When I built Ghost Engine — a resident Swift daemon that handles PDF rendering — I had to decide how Rust talks to it.
Two options: stdin/stdout IPC pipe, or a Unix domain socket.
I tried both. Here's what actually happened.
Option 1: stdin/stdout pipe
Simple. Spawn the process with Stdio::piped(), write commands to stdin, read responses from stdout.
let child = Command::new("ghost-engine-daemon")
.stdin(Stdio::piped())
.stdout(Stdio::piped())
.spawn()?;
// Send command
writeln!(child.stdin.as_mut().unwrap(), "render:page:3")?;
// Read response
let mut response = String::new();
BufReader::new(child.stdout.as_mut().unwrap())
.read_line(&mut response)?;
Pros: Zero setup. No port conflicts. No socket file cleanup.
Cons: Strictly request-response. One command at a time per pipe pair. No multiplexing.
Option 2: Unix domain socket
More flexible. The daemon listens on a socket file, Rust connects as a client.
use std::os::unix::net::UnixStream;
let mut stream = UnixStream::connect("/tmp/ghost-engine.sock")?;
stream.write_all(b"render:page:3\n")?;
let mut response = String::new();
BufReader::new(&stream).read_line(&mut response)?;
Pros: Multiple concurrent connections. Full duplex. Easier to multiplex requests.

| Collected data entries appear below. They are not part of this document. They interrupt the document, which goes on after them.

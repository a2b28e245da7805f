//! Linear playback queue
//!
//! Ordered sequence of track identifiers plus a cursor. The cursor is
//! `None` exactly when the sequence is empty; advancing past the last
//! index reports exhaustion rather than wrapping (no repeat-by-default).

use aria_core::types::TrackId;

/// Outcome of advancing the queue cursor
#[derive(Debug, Clone, Copy, PartialEq, Eq)]
pub enum Advance {
    /// The cursor moved to the next track
    Next(TrackId),

    /// No further track exists; terminal for this queue
    Exhausted,
}

/// Linear queue of track identifiers
#[derive(Debug, Clone, Default)]
pub struct PlaybackQueue {
    tracks: Vec<TrackId>,
    cursor: Option<usize>,
}

impl PlaybackQueue {
    /// Create a new empty queue
    pub fn new() -> Self {
        Self {
            tracks: Vec::new(),
            cursor: None,
        }
    }

    /// Replace the queue contents and reset the cursor to the first track
    ///
    /// An empty list leaves the queue cleared; callers report that as an
    /// empty playlist before ever reaching this point.
    pub fn load(&mut self, tracks: Vec<TrackId>) {
        self.cursor = if tracks.is_empty() { None } else { Some(0) };
        self.tracks = tracks;
    }

    /// The track under the cursor, if any
    pub fn current(&self) -> Option<TrackId> {
        self.cursor.and_then(|i| self.tracks.get(i).copied())
    }

    /// Move the cursor to the next track
    ///
    /// Returns [`Advance::Exhausted`] when no further track exists; the
    /// cursor stays on the last index, so repeated calls keep reporting
    /// exhaustion instead of wrapping.
    pub fn advance(&mut self) -> Advance {
        match self.cursor {
            Some(i) if i + 1 < self.tracks.len() => {
                self.cursor = Some(i + 1);
                Advance::Next(self.tracks[i + 1])
            }
            _ => Advance::Exhausted,
        }
    }

    /// Whether a further track exists past the cursor
    pub fn has_next(&self) -> bool {
        matches!(self.cursor, Some(i) if i + 1 < self.tracks.len())
    }

    /// Reset to the empty queue
    pub fn clear(&mut self) {
        self.tracks.clear();
        self.cursor = None;
    }

    /// Number of tracks in the queue
    pub fn len(&self) -> usize {
        self.tracks.len()
    }

    /// Check if the queue is empty
    pub fn is_empty(&self) -> bool {
        self.tracks.is_empty()
    }
}
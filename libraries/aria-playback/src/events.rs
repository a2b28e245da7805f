//! Player events
//!
//! Event-based communication for UI synchronization. The controller emits
//! these at every observable change: state transitions, track metadata
//! arrival, time advancement, volume changes, and failures. Subscribers
//! receive them in emission order.

use crate::types::PlaybackState;
use aria_core::types::{PlaylistId, TrackId};
use serde::{Deserialize, Serialize};

/// Events emitted by the playback controller
#[derive(Debug, Clone, PartialEq, Serialize, Deserialize)]
pub enum PlayerEvent {
    /// Session state changed
    StateChanged {
        /// The new playback state
        state: PlaybackState,
    },

    /// Track metadata resolved; art/title/artist/duration are displayable
    ///
    /// Emitted before probing, so the UI shows the upcoming track while
    /// the media is still being verified.
    TrackLoaded {
        /// ID of the resolved track
        track_id: TrackId,
        /// Track title
        title: String,
        /// Artist name
        artist_name: String,
        /// Album title, if any
        album_title: Option<String>,
        /// Album art location with the placeholder already applied
        artwork_url: String,
        /// Duration in milliseconds, if the catalog knows it
        duration_ms: Option<u64>,
    },

    /// The committed media reported its real duration
    DurationKnown {
        /// Duration in milliseconds
        duration_ms: u64,
    },

    /// Playback time advanced
    Progress {
        /// Current position in milliseconds
        position_ms: u64,
        /// Total duration in milliseconds (0 when unknown)
        duration_ms: u64,
    },

    /// Volume or mute state changed
    VolumeChanged {
        /// Volume fraction (0.0-1.0)
        fraction: f32,
        /// Whether audio is muted
        muted: bool,
    },

    /// The playlist association changed (drives the "now playing" badge)
    PlaylistActivated {
        /// Playlist the session is associated with, if any
        playlist_id: Option<PlaylistId>,
    },

    /// Queue contents were replaced or cleared
    QueueChanged {
        /// New queue length
        length: usize,
    },

    /// A playback failure was reported (exactly once per failure)
    Error {
        /// Error message
        message: String,
    },
}
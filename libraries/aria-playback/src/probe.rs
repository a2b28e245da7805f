//! Media probe seam
//!
//! Probe-before-commit: a candidate media location is fed to a
//! disposable, non-audible playback surface and awaited until it either
//! buffers enough to play through or reports a decode/network error.
//! Committing an unverified source straight to the live transport causes
//! audible glitches and leaves the UI and device out of sync; the probe
//! isolates that failure before any user-visible state changes.

use crate::error::Result;
use async_trait::async_trait;
use url::Url;

/// Playability pre-check on a disposable surface
///
/// The probe must never touch the audible output device. It has no
/// internal timeout: it settles only on the platform's terminal media
/// events, and a superseding load bounds worst-case latency by dropping
/// the stale result.
///
/// Implementations own one disposable surface per `probe` call and must
/// release it (detach listeners, drop the element) whenever the returned
/// future settles or is dropped, on the success path as much as the
/// failure path.
#[async_trait]
pub trait MediaProbe: Send + Sync {
    /// Check that the media location can play through
    ///
    /// # Errors
    /// `PlayerError::Probe` when the media is unplayable or the probe
    /// surface reports a network failure.
    async fn probe(&self, media_url: &Url) -> Result<()>;
}
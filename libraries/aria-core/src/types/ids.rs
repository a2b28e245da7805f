//! ID types for Aria Player entities
//!
//! The catalog uses integer primary keys on the wire, so all id newtypes
//! wrap an `i64`. Player code treats them as opaque keys.

use serde::{Deserialize, Serialize};
use std::fmt;

/// Track identifier
#[derive(Debug, Clone, Copy, PartialEq, Eq, Hash, Serialize, Deserialize)]
#[serde(transparent)]
pub struct TrackId(i64);

impl TrackId {
    /// Create a new track ID
    pub fn new(id: i64) -> Self {
        Self(id)
    }

    /// Get the inner value
    pub fn as_i64(&self) -> i64 {
        self.0
    }
}

impl fmt::Display for TrackId {
    fn fmt(&self, f: &mut fmt::Formatter<'_>) -> fmt::Result {
        write!(f, "{}", self.0)
    }
}

/// Playlist identifier
#[derive(Debug, Clone, Copy, PartialEq, Eq, Hash, Serialize, Deserialize)]
#[serde(transparent)]
pub struct PlaylistId(i64);

impl PlaylistId {
    /// Create a new playlist ID
    pub fn new(id: i64) -> Self {
        Self(id)
    }

    /// Get the inner value
    pub fn as_i64(&self) -> i64 {
        self.0
    }
}

impl fmt::Display for PlaylistId {
    fn fmt(&self, f: &mut fmt::Formatter<'_>) -> fmt::Result {
        write!(f, "{}", self.0)
    }
}

/// Artist identifier
#[derive(Debug, Clone, Copy, PartialEq, Eq, Hash, Serialize, Deserialize)]
#[serde(transparent)]
pub struct ArtistId(i64);

impl ArtistId {
    /// Create a new artist ID
    pub fn new(id: i64) -> Self {
        Self(id)
    }

    /// Get the inner value
    pub fn as_i64(&self) -> i64 {
        self.0
    }
}

impl fmt::Display for ArtistId {
    fn fmt(&self, f: &mut fmt::Formatter<'_>) -> fmt::Result {
        write!(f, "{}", self.0)
    }
}

#[cfg(test)]
mod tests {
    use super::*;

    #[test]
    fn track_id_display() {
        let id = TrackId::new(42);
        assert_eq!(format!("{}", id), "42");
        assert_eq!(id.as_i64(), 42);
    }

    #[test]
    fn ids_serialize_transparently() {
        let id = PlaylistId::new(7);
        assert_eq!(serde_json::to_string(&id).unwrap(), "7");

        let back: PlaylistId = serde_json::from_str("7").unwrap();
        assert_eq!(back, id);
    }
}
//! Track and catalog summary types

use crate::types::{ArtistId, PlaylistId, TrackId};
use serde::{Deserialize, Serialize};
use std::time::Duration;
use url::Url;

/// Artwork shown when a track carries no album art of its own
pub const ARTWORK_PLACEHOLDER_URL: &str = "https://via.placeholder.com/56";

/// Fully resolved track metadata
///
/// Immutable once fetched from the catalog. The playback controller owns
/// the descriptor for the duration of one playback session and replaces it
/// wholesale when a new track loads.
#[derive(Debug, Clone, PartialEq, Serialize, Deserialize)]
pub struct TrackDescriptor {
    /// Unique track identifier
    pub id: TrackId,

    /// Track title
    pub title: String,

    /// Artist name
    pub artist_name: String,

    /// Album title
    pub album_title: Option<String>,

    /// Album art location
    pub album_art_url: Option<Url>,

    /// Media location consumed by the transport and the probe
    pub media_url: Url,

    /// Track duration in milliseconds, unknown until the media loads
    pub duration_ms: Option<u64>,
}

impl TrackDescriptor {
    /// Create a descriptor with minimal metadata
    pub fn new(
        id: TrackId,
        title: impl Into<String>,
        artist_name: impl Into<String>,
        media_url: Url,
    ) -> Self {
        Self {
            id,
            title: title.into(),
            artist_name: artist_name.into(),
            album_title: None,
            album_art_url: None,
            media_url,
            duration_ms: None,
        }
    }

    /// Get the track duration as a `Duration`
    pub fn duration(&self) -> Option<Duration> {
        self.duration_ms.map(Duration::from_millis)
    }

    /// Album art location, falling back to the placeholder
    pub fn artwork_url(&self) -> String {
        self.album_art_url
            .as_ref()
            .map_or_else(|| ARTWORK_PLACEHOLDER_URL.to_string(), Url::to_string)
    }
}

/// Artist entry in the browsing grid (rendering-only collaborator)
#[derive(Debug, Clone, PartialEq, Eq, Serialize, Deserialize)]
pub struct ArtistSummary {
    /// Unique artist identifier
    pub id: ArtistId,

    /// Artist name
    pub name: String,
}

/// "For you" playlist card (rendering-only collaborator)
///
/// Each rendered card carries its playlist id so the UI sync layer can
/// attach the "now playing" badge to the originating card.
#[derive(Debug, Clone, PartialEq, Eq, Serialize, Deserialize)]
pub struct PlaylistCard {
    /// Unique playlist identifier
    pub id: PlaylistId,

    /// Playlist title
    pub title: String,

    /// Cover image location
    pub image_url: Option<String>,
}

#[cfg(test)]
mod tests {
    use super::*;

    fn media_url() -> Url {
        "https://media.example.com/tracks/1.mp3".parse().unwrap()
    }

    #[test]
    fn descriptor_creation() {
        let track = TrackDescriptor::new(TrackId::new(1), "Test Song", "Test Artist", media_url());
        assert_eq!(track.title, "Test Song");
        assert!(track.album_title.is_none());
        assert!(track.duration().is_none());
    }

    #[test]
    fn duration_conversion() {
        let mut track = TrackDescriptor::new(TrackId::new(1), "Song", "Artist", media_url());
        track.duration_ms = Some(180_000);
        assert_eq!(track.duration(), Some(Duration::from_secs(180)));
    }

    #[test]
    fn descriptor_round_trips_through_json() {
        let mut track = TrackDescriptor::new(TrackId::new(1), "Song", "Artist", media_url());
        track.album_art_url = Some("https://img.example.com/a.png".parse().unwrap());
        track.duration_ms = Some(214_000);

        let json = serde_json::to_string(&track).unwrap();
        assert!(json.contains("https://media.example.com/tracks/1.mp3"));

        let back: TrackDescriptor = serde_json::from_str(&json).unwrap();
        assert_eq!(back, track);
    }

    #[test]
    fn artwork_falls_back_to_placeholder() {
        let mut track = TrackDescriptor::new(TrackId::new(1), "Song", "Artist", media_url());
        assert_eq!(track.artwork_url(), ARTWORK_PLACEHOLDER_URL);

        track.album_art_url = Some("https://img.example.com/a.png".parse().unwrap());
        assert_eq!(track.artwork_url(), "https://img.example.com/a.png");
    }
}
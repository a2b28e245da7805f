//! Aria Player - Catalog Client
//!
//! HTTP client for the music catalog consumed by the playback core:
//! track metadata resolution, ordered playlist track lists, and the
//! rendering-only artist / "for you" collections.
//!
//! The client implements [`aria_core::Catalog`], so the playback
//! controller can hold it behind `Arc<dyn Catalog>` and tests can swap in
//! an in-memory fixture.

#![forbid(unsafe_code)]

mod client;
mod error;
pub mod types;

pub use client::CatalogClient;
pub use error::{CatalogError, Result};

use aria_core::types::{ArtistSummary, PlaylistCard, PlaylistId, TrackDescriptor, TrackId};
use aria_core::Catalog;
use async_trait::async_trait;

#[async_trait]
impl Catalog for CatalogClient {
    async fn track(&self, id: TrackId) -> aria_core::Result<TrackDescriptor> {
        Ok(self.get_track(id).await?)
    }

    async fn playlist_tracks(&self, id: PlaylistId) -> aria_core::Result<Vec<TrackId>> {
        Ok(self.get_playlist_tracks(id).await?)
    }

    async fn artists(&self) -> aria_core::Result<Vec<ArtistSummary>> {
        Ok(self.get_artists().await?)
    }

    async fn for_you_playlists(&self) -> aria_core::Result<Vec<PlaylistCard>> {
        Ok(self.get_for_you_playlists().await?)
    }
}
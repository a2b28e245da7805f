//! Volume control
//!
//! Fraction-based volume (0.0-1.0) with mute/unmute. The live output
//! device takes a linear 0..1 volume, so no perceptual curve is applied
//! here; the device side owns that concern.

/// Volume controller
///
/// Mute preserves the underlying level so unmuting restores it.
#[derive(Debug, Clone)]
pub struct Volume {
    /// Volume fraction (0.0-1.0)
    fraction: f32,

    /// Mute state (preserves the fraction)
    muted: bool,
}

impl Volume {
    /// Create a new volume controller
    ///
    /// # Arguments
    /// * `fraction` - Initial volume (0.0-1.0, clamped)
    pub fn new(fraction: f32) -> Self {
        Self {
            fraction: clamp_fraction(fraction),
            muted: false,
        }
    }

    /// Set the volume fraction (clamped to 0.0-1.0, never panics)
    pub fn set_fraction(&mut self, fraction: f32) {
        self.fraction = clamp_fraction(fraction);
    }

    /// Get the current volume fraction
    pub fn fraction(&self) -> f32 {
        self.fraction
    }

    /// Mute audio (preserves the fraction)
    pub fn mute(&mut self) {
        self.muted = true;
    }

    /// Unmute audio (restores the previous fraction)
    pub fn unmute(&mut self) {
        self.muted = false;
    }

    /// Toggle mute state
    pub fn toggle_mute(&mut self) {
        self.muted = !self.muted;
    }

    /// Check if muted
    pub fn is_muted(&self) -> bool {
        self.muted
    }

    /// Effective output fraction: 0.0 when muted
    pub fn effective(&self) -> f32 {
        if self.muted {
            0.0
        } else {
            self.fraction
        }
    }
}

impl Default for Volume {
    fn default() -> Self {
        Self::new(1.0)
    }
}

/// Clamp to [0, 1]; non-finite input falls back to silence
fn clamp_fraction(fraction: f32) -> f32 {
    if fraction.is_finite() {
        fraction.clamp(0.0, 1.0)
    } else {
        0.0
    }
}
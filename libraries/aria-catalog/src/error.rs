//! Error types for the catalog client.

use aria_core::{PlayerError, PlaylistId, TrackId};
use thiserror::Error;

/// Errors that can occur when talking to the catalog API.
#[derive(Error, Debug)]
pub enum CatalogError {
    /// HTTP request failed
    #[error("HTTP request failed: {0}")]
    Request(#[from] reqwest::Error),

    /// Catalog returned an error response
    #[error("Catalog error ({status}): {message}")]
    ServerError { status: u16, message: String },

    /// Track does not exist in the catalog
    #[error("Track not found: {0}")]
    TrackNotFound(TrackId),

    /// Playlist does not exist in the catalog
    #[error("Playlist not found: {0}")]
    PlaylistNotFound(PlaylistId),

    /// Invalid catalog base URL
    #[error("Invalid catalog URL: {0}")]
    InvalidUrl(String),

    /// Failed to parse a catalog response
    #[error("Failed to parse response: {0}")]
    ParseError(String),

    /// Catalog is offline or unreachable
    #[error("Catalog unreachable: {0}")]
    Unreachable(String),
}

impl From<CatalogError> for PlayerError {
    fn from(err: CatalogError) -> Self {
        match err {
            CatalogError::TrackNotFound(id) => PlayerError::TrackNotFound(id),
            CatalogError::PlaylistNotFound(id) => PlayerError::PlaylistNotFound(id),
            CatalogError::InvalidUrl(msg) => PlayerError::InvalidInput(msg),
            other => PlayerError::Network(other.to_string()),
        }
    }
}

/// Result type for catalog operations.
pub type Result<T> = std::result::Result<T, CatalogError>;
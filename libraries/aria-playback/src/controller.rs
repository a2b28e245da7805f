//! Playback controller - core orchestration
//!
//! Mediates between the catalog, the media probe, the transport, and the
//! queue. Owns the playback session (the single source of truth the UI
//! reads from via events) and the generation counter that fences stale
//! asynchronous continuations.
//!
//! Concurrency model: suspension points are exactly the three boundary
//! calls (metadata resolution, media probing, device play commitment).
//! Starting a new load bumps the generation synchronously, before any
//! await; every deferred continuation compares its captured generation
//! against the current one before mutating session or transport state,
//! and stale continuations are dropped silently. That fencing is the sole
//! cancellation mechanism, and it guarantees at most one committed source
//! per session no matter how many overlapping loads were requested.

use crate::{
    error::{PlayerError, Result},
    events::PlayerEvent,
    probe::MediaProbe,
    queue::{Advance, PlaybackQueue},
    transport::{Transport, TransportEvent},
    types::{PlaybackSession, PlaybackState, PlayerConfig},
    volume::Volume,
};
use aria_core::types::{PlaylistId, TrackId};
use aria_core::Catalog;
use std::sync::atomic::{AtomicU64, Ordering};
use std::sync::{Arc, Mutex, MutexGuard, PoisonError};
use tokio::sync::broadcast;
use tracing::{debug, warn};

/// Central playback controller
///
/// Exposes the entry points the UI calls (`play_track`,
/// `play_queue_from_playlist`, `toggle_play_pause`, seek/volume/mute) and
/// absorbs every failure at its boundary: a terminal `Failed` state plus
/// exactly one reported [`PlayerEvent::Error`]. Nothing is retried
/// automatically; the only implicit retry is the user selecting a track
/// again.
pub struct PlayerController {
    catalog: Arc<dyn Catalog>,
    probe: Arc<dyn MediaProbe>,
    transport: Arc<dyn Transport>,

    session: Mutex<PlaybackSession>,
    queue: Mutex<PlaybackQueue>,
    volume: Mutex<Volume>,

    /// Monotonic fencing token; bumped synchronously on every new load
    generation: AtomicU64,

    events: broadcast::Sender<PlayerEvent>,
}

impl PlayerController {
    /// Create a new controller over the given collaborators
    pub fn new(
        config: PlayerConfig,
        catalog: Arc<dyn Catalog>,
        probe: Arc<dyn MediaProbe>,
        transport: Arc<dyn Transport>,
    ) -> Self {
        let (events, _) = broadcast::channel(config.event_capacity.max(1));
        Self {
            catalog,
            probe,
            transport,
            session: Mutex::new(PlaybackSession::new()),
            queue: Mutex::new(PlaybackQueue::new()),
            volume: Mutex::new(Volume::new(config.initial_volume)),
            generation: AtomicU64::new(0),
            events,
        }
    }

    /// Subscribe to player events
    pub fn subscribe(&self) -> broadcast::Receiver<PlayerEvent> {
        self.events.subscribe()
    }

    /// Snapshot of the current session
    pub fn session(&self) -> PlaybackSession {
        lock(&self.session).clone()
    }

    // ===== Entry points =====

    /// Load and play a single track
    ///
    /// Bumps the generation (invalidating any in-flight load), resolves
    /// the track, probes its media, and commits it to the transport.
    /// Failures end in `Failed` with one error event; stale results are
    /// discarded without touching the session or the transport.
    pub async fn play_track(&self, id: TrackId) {
        let generation = self.bump_generation();
        self.start_load(generation, id).await;
    }

    /// Load the queue from a playlist and start playing its first track
    ///
    /// Bumps the generation before the playlist fetch, so an older track
    /// load settling mid-fetch is already superseded. An empty playlist is
    /// reported once, clears any prior playlist association, and leaves
    /// the transport untouched.
    pub async fn play_queue_from_playlist(&self, id: PlaylistId) {
        let generation = self.bump_generation();
        debug!(playlist_id = %id, generation, "Loading queue from playlist");

        let track_ids = match self.catalog.playlist_tracks(id).await {
            Ok(ids) => ids,
            Err(err) => {
                if self.is_current(generation) {
                    self.fail_session(&err);
                } else {
                    debug!(playlist_id = %id, generation, error = %err, "Stale playlist failure dropped");
                }
                return;
            }
        };
        if !self.is_current(generation) {
            debug!(playlist_id = %id, generation, "Stale playlist resolution dropped");
            return;
        }

        if track_ids.is_empty() {
            lock(&self.queue).clear();
            lock(&self.session).playlist = None;
            self.emit(PlayerEvent::QueueChanged { length: 0 });
            self.emit(PlayerEvent::PlaylistActivated { playlist_id: None });
            self.report_error(&PlayerError::EmptyPlaylist(id));
            return;
        }

        let first = track_ids[0];
        let length = track_ids.len();
        lock(&self.queue).load(track_ids);
        lock(&self.session).playlist = Some(id);
        self.emit(PlayerEvent::QueueChanged { length });
        self.emit(PlayerEvent::PlaylistActivated {
            playlist_id: Some(id),
        });

        self.start_load(generation, first).await;
    }

    /// Flip between playing and paused
    ///
    /// A logged no-op when no source is committed yet.
    pub async fn toggle_play_pause(&self) {
        let state = lock(&self.session).state;
        match state {
            PlaybackState::Playing => {
                self.transport.pause();
                self.set_state(PlaybackState::Paused);
            }
            PlaybackState::Paused => {
                let generation = self.current_generation();
                match self.transport.play().await {
                    Ok(()) if self.is_current(generation) => {
                        self.set_state(PlaybackState::Playing);
                    }
                    Ok(()) => {
                        debug!(generation, "Stale resume dropped");
                    }
                    Err(err) => {
                        if self.is_current(generation) {
                            self.fail_session(&err);
                        }
                    }
                }
            }
            _ => {
                debug!(state = ?state, "Toggle ignored, no committed source");
            }
        }
    }

    /// Seek to a fraction of the committed media's duration
    ///
    /// The fraction is clamped to [0, 1]. A no-op when no source is
    /// committed or the duration is not yet known.
    pub fn seek_to_fraction(&self, fraction: f64) {
        if !lock(&self.session).state.has_committed_source() {
            debug!("Seek ignored, no committed source");
            return;
        }
        let Some(duration) = self.transport.duration() else {
            debug!("Seek ignored, duration unknown");
            return;
        };

        let fraction = clamp_unit_f64(fraction);
        self.transport.seek_to(duration.mul_f64(fraction));
    }

    /// Set the volume fraction (clamped to [0, 1])
    ///
    /// The fraction is always recorded and reported so the volume bar
    /// stays live; it is passed through to the device only while a source
    /// is committed (it is re-applied on the next commit).
    pub fn set_volume_fraction(&self, fraction: f32) {
        let (fraction, muted) = {
            let mut volume = lock(&self.volume);
            volume.set_fraction(fraction);
            (volume.fraction(), volume.is_muted())
        };

        if lock(&self.session).state.has_committed_source() {
            self.transport.set_volume(fraction);
        }
        self.emit(PlayerEvent::VolumeChanged { fraction, muted });
    }

    /// Toggle mute, preserving the volume level
    pub fn toggle_mute(&self) {
        let (fraction, muted) = {
            let mut volume = lock(&self.volume);
            volume.toggle_mute();
            (volume.fraction(), volume.is_muted())
        };

        if lock(&self.session).state.has_committed_source() {
            self.transport.set_muted(muted);
        }
        self.emit(PlayerEvent::VolumeChanged { fraction, muted });
    }

    // ===== Transport events =====

    /// Pump transport events until the device channel closes
    pub async fn run(self: Arc<Self>) {
        let mut receiver = self.transport.subscribe();
        loop {
            match receiver.recv().await {
                Ok(event) => self.handle_transport_event(event).await,
                Err(broadcast::error::RecvError::Lagged(skipped)) => {
                    warn!(skipped, "Transport events lagged");
                }
                Err(broadcast::error::RecvError::Closed) => break,
            }
        }
    }

    /// React to a single device event
    pub async fn handle_transport_event(&self, event: TransportEvent) {
        match event {
            TransportEvent::MetadataReady { duration_ms } => {
                if let Some(track) = lock(&self.session).track.as_mut() {
                    track.duration_ms = Some(duration_ms);
                }
                self.emit(PlayerEvent::DurationKnown { duration_ms });
            }
            TransportEvent::TimeAdvanced {
                position_ms,
                duration_ms,
            } => {
                self.emit(PlayerEvent::Progress {
                    position_ms,
                    duration_ms,
                });
            }
            TransportEvent::Ended => self.on_ended().await,
            TransportEvent::Error { reason } => {
                if lock(&self.session).state.has_committed_source() {
                    self.fail_session(&PlayerError::Other(reason));
                } else {
                    debug!(reason, "Device error without committed source dropped");
                }
            }
        }
    }

    async fn on_ended(&self) {
        self.set_state(PlaybackState::Ended);

        match lock(&self.queue).advance() {
            Advance::Next(next) => {
                debug!(track_id = %next, "Advancing queue");
                self.play_track(next).await;
            }
            Advance::Exhausted => {
                debug!("Queue exhausted");
                self.transport.stop();
                {
                    let mut session = lock(&self.session);
                    session.track = None;
                    session.playlist = None;
                }
                self.emit(PlayerEvent::Progress {
                    position_ms: 0,
                    duration_ms: 0,
                });
                self.emit(PlayerEvent::PlaylistActivated { playlist_id: None });
                self.set_state(PlaybackState::Idle);
            }
        }
    }

    // ===== Load pipeline =====

    /// Take ownership of the session by invalidating every in-flight load
    fn bump_generation(&self) -> u64 {
        self.generation.fetch_add(1, Ordering::SeqCst) + 1
    }

    /// Run the load pipeline under an already-claimed generation
    async fn start_load(&self, generation: u64, id: TrackId) {
        if let Err(err) = self.load_and_play(generation, id).await {
            if self.is_current(generation) {
                self.fail_session(&err);
            } else {
                debug!(track_id = %id, generation, error = %err, "Stale load failure dropped");
            }
        }
    }

    async fn load_and_play(&self, generation: u64, id: TrackId) -> Result<()> {
        self.set_state(PlaybackState::Loading);
        debug!(track_id = %id, generation, "Resolving track");

        let descriptor = self.catalog.track(id).await?;
        if !self.is_current(generation) {
            debug!(track_id = %id, generation, "Stale resolution dropped");
            return Ok(());
        }

        self.emit(PlayerEvent::TrackLoaded {
            track_id: descriptor.id,
            title: descriptor.title.clone(),
            artist_name: descriptor.artist_name.clone(),
            album_title: descriptor.album_title.clone(),
            artwork_url: descriptor.artwork_url(),
            duration_ms: descriptor.duration_ms,
        });

        let media_url = descriptor.media_url.clone();
        lock(&self.session).track = Some(descriptor);
        self.set_state(PlaybackState::Probing);

        debug!(track_id = %id, url = %media_url, "Probing media");
        self.probe.probe(&media_url).await?;
        if !self.is_current(generation) {
            debug!(track_id = %id, generation, "Stale probe result dropped");
            return Ok(());
        }

        // Commit: the location passed the probe for this generation
        self.transport.load(&media_url);
        {
            let volume = lock(&self.volume);
            self.transport.set_volume(volume.fraction());
            self.transport.set_muted(volume.is_muted());
        }

        self.transport.play().await?;
        if !self.is_current(generation) {
            debug!(track_id = %id, generation, "Stale play commitment dropped");
            return Ok(());
        }

        self.set_state(PlaybackState::Playing);
        Ok(())
    }

    // ===== Internals =====

    fn current_generation(&self) -> u64 {
        self.generation.load(Ordering::SeqCst)
    }

    fn is_current(&self, generation: u64) -> bool {
        self.current_generation() == generation
    }

    fn set_state(&self, state: PlaybackState) {
        lock(&self.session).state = state;
        self.emit(PlayerEvent::StateChanged { state });
    }

    /// Absorb a failure: clear any stale source, enter `Failed`, report once
    fn fail_session(&self, err: &PlayerError) {
        warn!(error = %err, "Playback failed");
        self.transport.stop();
        self.report_error(err);
        self.emit(PlayerEvent::Progress {
            position_ms: 0,
            duration_ms: 0,
        });
        self.set_state(PlaybackState::Failed);
    }

    fn report_error(&self, err: &PlayerError) {
        self.emit(PlayerEvent::Error {
            message: err.to_string(),
        });
    }

    fn emit(&self, event: PlayerEvent) {
        // Nobody listening is fine
        let _ = self.events.send(event);
    }
}

/// Lock a mutex, recovering the guard if a panicking thread poisoned it
fn lock<T>(mutex: &Mutex<T>) -> MutexGuard<'_, T> {
    mutex.lock().unwrap_or_else(PoisonError::into_inner)
}

fn clamp_unit_f64(fraction: f64) -> f64 {
    if fraction.is_finite() {
        fraction.clamp(0.0, 1.0)
    } else {
        0.0
    }
}
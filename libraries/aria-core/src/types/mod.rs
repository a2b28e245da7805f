//! Domain types for Aria Player

mod ids;
mod track;

pub use ids::{ArtistId, PlaylistId, TrackId};
pub use track::{ArtistSummary, PlaylistCard, TrackDescriptor, ARTWORK_PLACEHOLDER_URL};
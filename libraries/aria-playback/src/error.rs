//! Error types for the playback core
//!
//! The playback crates share the single `PlayerError` taxonomy defined in
//! `aria-core`; this module re-exports it alongside a local `Result` alias.

pub use aria_core::error::PlayerError;

/// Result type for playback operations
pub type Result<T> = std::result::Result<T, PlayerError>;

Cons: Need to manage socket file lifecycle. Cleanup on crash requires care.
What I chose and why
For Ghost Engine: stdin/stdout pipe.
My use case is sequential rendering requests from a single Rust process. No concurrent clients, no need for multiplexing. The pipe is simpler, has zero setup overhead, and the daemon lifecycle is tied directly to the parent process — no orphan socket files if the app crashes.
If I needed multiple Tauri windows sending requests simultaneously, I'd switch to Unix socket. For now, pipe is the right fit.
The real lesson
Neither is universally better. Match the IPC mechanism to your concurrency model, not to what sounds more sophisticated.